## Data in this exercise
*** Begin section ***
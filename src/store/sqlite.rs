use std::path::Path;
use std::sync::Mutex;

use chrono::{DateTime, Utc};
use rusqlite::{Connection, OptionalExtension, Row, params};

use super::Store;
use super::schema::SCHEMA;
use crate::error::{Error, Result};
use crate::types::{NewPc, NewPrinter, Office, Pc, Printer, User};

pub struct SqliteStore {
    conn: Mutex<Connection>,
}

impl SqliteStore {
    pub fn new<P: AsRef<Path>>(db_path: P) -> Result<Self> {
        let conn = Connection::open(db_path)?;

        conn.pragma_update(None, "foreign_keys", "ON")?;
        conn.pragma_update(None, "journal_mode", "WAL")?;

        Ok(Self {
            conn: Mutex::new(conn),
        })
    }

    fn conn(&self) -> std::sync::MutexGuard<'_, Connection> {
        self.conn.lock().unwrap_or_else(|e| e.into_inner())
    }

    /// Returns a guard to the underlying database connection.
    /// This allows consuming applications to execute custom SQL.
    pub fn connection(&self) -> std::sync::MutexGuard<'_, Connection> {
        self.conn()
    }
}

fn parse_datetime(s: &str) -> DateTime<Utc> {
    DateTime::parse_from_rfc3339(s)
        .map(|dt| dt.with_timezone(&Utc))
        .or_else(|_| {
            // Handle SQLite's default datetime format: "YYYY-MM-DD HH:MM:SS"
            chrono::NaiveDateTime::parse_from_str(s, "%Y-%m-%d %H:%M:%S").map(|ndt| ndt.and_utc())
        })
        .unwrap_or_else(|e| {
            tracing::error!("Invalid datetime in database: '{}' - {}", s, e);
            Utc::now()
        })
}

fn format_datetime(dt: &DateTime<Utc>) -> String {
    dt.to_rfc3339()
}

fn user_from_row(row: &Row<'_>) -> rusqlite::Result<User> {
    Ok(User {
        id: row.get(0)?,
        username: row.get(1)?,
        email: row.get(2)?,
        password: row.get(3)?,
        usergroup: row.get(4)?,
        created_at: parse_datetime(&row.get::<_, String>(5)?),
    })
}

// Office PC rows predate NOT NULL discipline; read every attribute as
// nullable and fall back to the empty string.
fn pc_from_row(row: &Row<'_>) -> rusqlite::Result<Pc> {
    let text = |i: usize| -> rusqlite::Result<String> {
        Ok(row.get::<_, Option<String>>(i)?.unwrap_or_default())
    };
    Ok(Pc {
        id: row.get(0)?,
        hostname: text(1)?,
        ip: text(2)?,
        cpu_model: text(3)?,
        cpu_no: text(4)?,
        monitor_model: text(5)?,
        monitor_no: text(6)?,
        printer: text(7)?,
        user: text(8)?,
        department: text(9)?,
        notes: text(10)?,
    })
}

fn printer_from_row(row: &Row<'_>) -> rusqlite::Result<Printer> {
    let text = |i: usize| -> rusqlite::Result<String> {
        Ok(row.get::<_, Option<String>>(i)?.unwrap_or_default())
    };
    Ok(Printer {
        rowid: row.get(0)?,
        model: text(1)?,
        serial_no: text(2)?,
        printer_type: text(3)?,
        notes: row.get(4)?,
        host: row.get(5)?,
        nickname: text(6)?,
    })
}

const USER_COLUMNS: &str = "id, username, email, password, usergroup, created_at";
const PC_COLUMNS: &str =
    "id, hostname, ip, cpu_model, cpu_no, monitor_model, monitor_no, printer, user, department, notes";
const PRINTER_COLUMNS: &str = "rowid, model, serial_no, printer_type, notes, host, nickname";

impl Store for SqliteStore {
    fn initialize(&self) -> Result<()> {
        self.conn().execute_batch(SCHEMA)?;
        Ok(())
    }

    // User operations

    fn create_user(&self, user: &User) -> Result<()> {
        self.conn().execute(
            "INSERT INTO users (id, username, email, password, usergroup, created_at)
             VALUES (?1, ?2, ?3, ?4, ?5, ?6)",
            params![
                user.id,
                user.username,
                user.email,
                user.password,
                user.usergroup,
                format_datetime(&user.created_at),
            ],
        )?;
        Ok(())
    }

    fn get_user(&self, id: &str) -> Result<Option<User>> {
        let conn = self.conn();
        conn.query_row(
            &format!("SELECT {USER_COLUMNS} FROM users WHERE id = ?1"),
            params![id],
            user_from_row,
        )
        .optional()
        .map_err(Error::from)
    }

    fn get_user_by_username(&self, username: &str) -> Result<Option<User>> {
        let conn = self.conn();
        conn.query_row(
            &format!("SELECT {USER_COLUMNS} FROM users WHERE username = ?1"),
            params![username],
            user_from_row,
        )
        .optional()
        .map_err(Error::from)
    }

    fn username_exists(&self, username: &str) -> Result<bool> {
        let conn = self.conn();
        let count: i32 = conn.query_row(
            "SELECT COUNT(*) FROM users WHERE username = ?1",
            params![username],
            |row| row.get(0),
        )?;
        Ok(count > 0)
    }

    fn list_users(&self) -> Result<Vec<User>> {
        let conn = self.conn();
        let mut stmt =
            conn.prepare(&format!("SELECT {USER_COLUMNS} FROM users ORDER BY username"))?;

        let rows = stmt.query_map([], user_from_row)?;

        rows.collect::<std::result::Result<Vec<_>, _>>()
            .map_err(Error::from)
    }

    fn update_user_password(&self, id: &str, password: &str) -> Result<()> {
        let rows = self.conn().execute(
            "UPDATE users SET password = ?1 WHERE id = ?2",
            params![password, id],
        )?;

        if rows == 0 {
            return Err(Error::NotFound);
        }
        Ok(())
    }

    fn delete_user(&self, id: &str) -> Result<bool> {
        let rows = self
            .conn()
            .execute("DELETE FROM users WHERE id = ?1", params![id])?;
        Ok(rows > 0)
    }

    fn has_admin_user(&self) -> Result<bool> {
        let conn = self.conn();
        let count: i32 = conn.query_row(
            "SELECT COUNT(*) FROM users WHERE usergroup = 'admin'",
            [],
            |row| row.get(0),
        )?;
        Ok(count > 0)
    }

    // PC operations

    fn list_pcs(&self, office: Office) -> Result<Vec<Pc>> {
        let conn = self.conn();
        let mut stmt = conn.prepare(&format!(
            "SELECT {PC_COLUMNS} FROM {} ORDER BY id",
            office.pc_table()
        ))?;

        let rows = stmt.query_map([], pc_from_row)?;

        rows.collect::<std::result::Result<Vec<_>, _>>()
            .map_err(Error::from)
    }

    fn get_pc(&self, office: Office, id: i64) -> Result<Option<Pc>> {
        let conn = self.conn();
        conn.query_row(
            &format!("SELECT {PC_COLUMNS} FROM {} WHERE id = ?1", office.pc_table()),
            params![id],
            pc_from_row,
        )
        .optional()
        .map_err(Error::from)
    }

    fn insert_pc(&self, office: Office, pc: &NewPc) -> Result<i64> {
        let conn = self.conn();
        conn.execute(
            &format!(
                "INSERT INTO {} (hostname, ip, cpu_model, cpu_no, monitor_model, monitor_no, printer, user, department, notes)
                 VALUES (?1, ?2, ?3, ?4, ?5, ?6, ?7, ?8, ?9, ?10)",
                office.pc_table()
            ),
            params![
                pc.hostname,
                pc.ip,
                pc.cpu_model,
                pc.cpu_no,
                pc.monitor_model,
                pc.monitor_no,
                pc.printer,
                pc.user,
                pc.department,
                pc.notes,
            ],
        )?;
        Ok(conn.last_insert_rowid())
    }

    fn update_pc(&self, office: Office, id: i64, pc: &NewPc) -> Result<()> {
        let rows = self.conn().execute(
            &format!(
                "UPDATE {} SET hostname = ?1, ip = ?2, cpu_model = ?3, cpu_no = ?4,
                 monitor_model = ?5, monitor_no = ?6, printer = ?7, user = ?8,
                 department = ?9, notes = ?10 WHERE id = ?11",
                office.pc_table()
            ),
            params![
                pc.hostname,
                pc.ip,
                pc.cpu_model,
                pc.cpu_no,
                pc.monitor_model,
                pc.monitor_no,
                pc.printer,
                pc.user,
                pc.department,
                pc.notes,
                id,
            ],
        )?;

        if rows == 0 {
            return Err(Error::NotFound);
        }
        Ok(())
    }

    fn delete_pc(&self, office: Office, id: i64) -> Result<bool> {
        let rows = self.conn().execute(
            &format!("DELETE FROM {} WHERE id = ?1", office.pc_table()),
            params![id],
        )?;
        Ok(rows > 0)
    }

    fn set_pc_printer_field(&self, office: Office, id: i64, printer: &str) -> Result<()> {
        let rows = self.conn().execute(
            &format!("UPDATE {} SET printer = ?1 WHERE id = ?2", office.pc_table()),
            params![printer, id],
        )?;

        if rows == 0 {
            return Err(Error::NotFound);
        }
        Ok(())
    }

    // Printer operations

    fn list_printers(&self, office: Office) -> Result<Vec<Printer>> {
        let conn = self.conn();
        let mut stmt = conn.prepare(&format!(
            "SELECT {PRINTER_COLUMNS} FROM {} ORDER BY rowid",
            office.printer_table()
        ))?;

        let rows = stmt.query_map([], printer_from_row)?;

        rows.collect::<std::result::Result<Vec<_>, _>>()
            .map_err(Error::from)
    }

    fn list_printers_without_host(&self, office: Office) -> Result<Vec<Printer>> {
        let conn = self.conn();
        let mut stmt = conn.prepare(&format!(
            "SELECT {PRINTER_COLUMNS} FROM {} WHERE host IS NULL ORDER BY rowid",
            office.printer_table()
        ))?;

        let rows = stmt.query_map([], printer_from_row)?;

        rows.collect::<std::result::Result<Vec<_>, _>>()
            .map_err(Error::from)
    }

    fn get_printer(&self, office: Office, rowid: i64) -> Result<Option<Printer>> {
        let conn = self.conn();
        conn.query_row(
            &format!(
                "SELECT {PRINTER_COLUMNS} FROM {} WHERE rowid = ?1",
                office.printer_table()
            ),
            params![rowid],
            printer_from_row,
        )
        .optional()
        .map_err(Error::from)
    }

    fn insert_printer(&self, office: Office, printer: &NewPrinter) -> Result<i64> {
        let conn = self.conn();
        conn.execute(
            &format!(
                "INSERT INTO {} (model, serial_no, printer_type, notes, host, nickname)
                 VALUES (?1, ?2, ?3, ?4, ?5, ?6)",
                office.printer_table()
            ),
            params![
                printer.model,
                printer.serial_no,
                printer.printer_type,
                printer.notes,
                printer.host,
                printer.nickname,
            ],
        )?;
        Ok(conn.last_insert_rowid())
    }

    fn update_printer(&self, office: Office, rowid: i64, printer: &NewPrinter) -> Result<()> {
        let rows = self.conn().execute(
            &format!(
                "UPDATE {} SET model = ?1, serial_no = ?2, printer_type = ?3, notes = ?4,
                 host = ?5, nickname = ?6 WHERE rowid = ?7",
                office.printer_table()
            ),
            params![
                printer.model,
                printer.serial_no,
                printer.printer_type,
                printer.notes,
                printer.host,
                printer.nickname,
                rowid,
            ],
        )?;

        if rows == 0 {
            return Err(Error::NotFound);
        }
        Ok(())
    }

    fn set_printer_host(&self, office: Office, rowid: i64, host: Option<i64>) -> Result<()> {
        let rows = self.conn().execute(
            &format!("UPDATE {} SET host = ?1 WHERE rowid = ?2", office.printer_table()),
            params![host, rowid],
        )?;

        if rows == 0 {
            return Err(Error::NotFound);
        }
        Ok(())
    }

    fn sync_pc_printers(&self, office: Office, pc_id: i64, printer_rowids: &[i64]) -> Result<()> {
        let conn = self.conn();
        let table = office.printer_table();

        // Clear every printer currently pointing at this PC, then re-point
        // the listed ones. Independent statements; a concurrent edit of the
        // same linkage can interleave between them.
        conn.execute(
            &format!("UPDATE {table} SET host = NULL WHERE host = ?1"),
            params![pc_id],
        )?;

        for rowid in printer_rowids {
            conn.execute(
                &format!("UPDATE {table} SET host = ?1 WHERE rowid = ?2"),
                params![pc_id, rowid],
            )?;
        }

        Ok(())
    }

    fn close(&self) -> Result<()> {
        Ok(())
    }
}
*** End section ***
## Description of the task
Check each line of the data for "email". Copy the lines where it turns up.

## Solution to this exercise
        email: row.get(2)?,
const USER_COLUMNS: &str = "id, username, email, password, usergroup, created_at";
            "INSERT INTO users (id, username, email, password, usergroup, created_at)
                user.email,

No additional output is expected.